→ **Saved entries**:
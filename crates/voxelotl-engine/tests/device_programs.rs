//! Every variant's complete device program (generated header + body) must
//! compile, and its entry points must read exactly what the host binds.

use naga::valid::{Capabilities, ModuleInfo, ValidationFlags, Validator};
use naga::{Binding, Module, ShaderStage, TypeInner};
use voxelotl_engine::layout::{wgsl, ContractVariant, Stage};
use voxelotl_engine::render::shader_source;

fn compile(variant: ContractVariant) -> (Module, ModuleInfo) {
    let source = shader_source(variant);
    let module = naga::front::wgsl::parse_str(&source)
        .unwrap_or_else(|e| panic!("{variant}: {}", e.emit_to_string(&source)));
    let info = Validator::new(ValidationFlags::all(), Capabilities::empty())
        .validate(&module)
        .unwrap_or_else(|e| panic!("{variant}: {e:?}"));
    (module, info)
}

fn entry_point(module: &Module, stage: ShaderStage, name: &str) -> usize {
    module
        .entry_points
        .iter()
        .position(|ep| ep.stage == stage && ep.name == name)
        .unwrap_or_else(|| panic!("entry point {name} missing"))
}

// ── compilation ───────────────────────────────────────────────────────────

#[test]
fn every_program_validates() {
    for variant in ContractVariant::ALL {
        let (module, _) = compile(variant);
        entry_point(&module, ShaderStage::Vertex, "vs_main");
        entry_point(&module, ShaderStage::Fragment, "fs_main");
    }
}

// ── vertex inputs ─────────────────────────────────────────────────────────

#[test]
fn vs_main_takes_one_struct_per_vertex_buffer() {
    for variant in ContractVariant::ALL {
        let desc = variant.desc();
        let (module, _) = compile(variant);
        let vs = &module.entry_points[entry_point(&module, ShaderStage::Vertex, "vs_main")];
        let buffers = desc.vertex_attributes();

        assert_eq!(vs.function.arguments.len(), buffers.len(), "{variant}");
        for (arg, buffer) in vs.function.arguments.iter().zip(&buffers) {
            let ty = &module.types[arg.ty];
            assert_eq!(
                ty.name.as_deref(),
                Some(wgsl::attribute_struct_name(buffer.slot.layout).as_str()),
                "{variant}: argument {:?}",
                arg.name
            );
            let TypeInner::Struct { members, .. } = &ty.inner else {
                panic!("{variant}: argument {:?} is not a struct", arg.name);
            };
            let locations: Vec<u32> = members
                .iter()
                .map(|m| match &m.binding {
                    Some(Binding::Location { location, .. }) => *location,
                    other => panic!("{variant}: member {:?} bound as {other:?}", m.name),
                })
                .collect();
            let expected: Vec<u32> = buffer.attributes.iter().map(|a| a.location).collect();
            assert_eq!(locations, expected, "{variant}");
        }
    }
}

// ── uniforms ──────────────────────────────────────────────────────────────

#[test]
fn each_stage_reads_its_own_uniforms() {
    for variant in ContractVariant::ALL {
        let desc = variant.desc();
        let (module, info) = compile(variant);

        for slot in desc.uniform_slots() {
            let name = slot.device_name();
            let (handle, global) = module
                .global_variables
                .iter()
                .find(|(_, g)| g.name.as_deref() == Some(name.as_str()))
                .unwrap_or_else(|| panic!("{variant}: {name} missing"));
            let binding = global.binding.as_ref().expect("uniform without binding");
            assert_eq!((binding.group, binding.binding), (slot.stage.group(), slot.index), "{variant}: {name}");

            let (stage, entry) = match slot.stage {
                Stage::Vertex => (ShaderStage::Vertex, "vs_main"),
                Stage::Fragment => (ShaderStage::Fragment, "fs_main"),
            };
            let uses = info.get_entry_point(entry_point(&module, stage, entry))[handle];
            assert!(!uses.is_empty(), "{variant}: {entry} never reads {name}");
        }
    }
}

#[test]
fn debug_program_binds_nothing_in_group_one() {
    let (module, _) = compile(ContractVariant::DebugSolid);
    let group_one = module
        .global_variables
        .iter()
        .filter_map(|(_, g)| g.binding.as_ref())
        .filter(|b| b.group == Stage::Fragment.group())
        .count();
    assert_eq!(group_one, 0);
}

// ── textures ──────────────────────────────────────────────────────────────

#[test]
fn overlay_fragment_samples_its_texture() {
    let desc = ContractVariant::Ui2d.desc();
    let (module, info) = compile(ContractVariant::Ui2d);
    let fs = info.get_entry_point(entry_point(&module, ShaderStage::Fragment, "fs_main"));

    let group_one: Vec<_> = module
        .global_variables
        .iter()
        .filter(|(_, g)| g.binding.as_ref().is_some_and(|b| b.group == Stage::Fragment.group()))
        .collect();
    assert_eq!(group_one.len(), desc.fragment_resources.len());

    for resource in desc.fragment_resources {
        let name = resource.device_name();
        let (handle, _) = group_one
            .iter()
            .find(|(_, g)| g.name.as_deref() == Some(name.as_str()))
            .unwrap_or_else(|| panic!("{name} missing"));
        assert!(!fs[*handle].is_empty(), "fs_main never reads {name}");
    }
}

→ **DESCRIPTION OF THE TASK**:
Your answer should consist of all lines above that include the string "slot".

→ **RESPONSE TO THIS TASK**:
                Some(wgsl::attribute_struct_name(buffer.slot.layout).as_str()),
        for slot in desc.uniform_slots() {
            let name = slot.device_name();
            assert_eq!((binding.group, binding.binding), (slot.stage.group(), slot.index), "{variant}: {name}");
            let (stage, entry) = match slot.stage {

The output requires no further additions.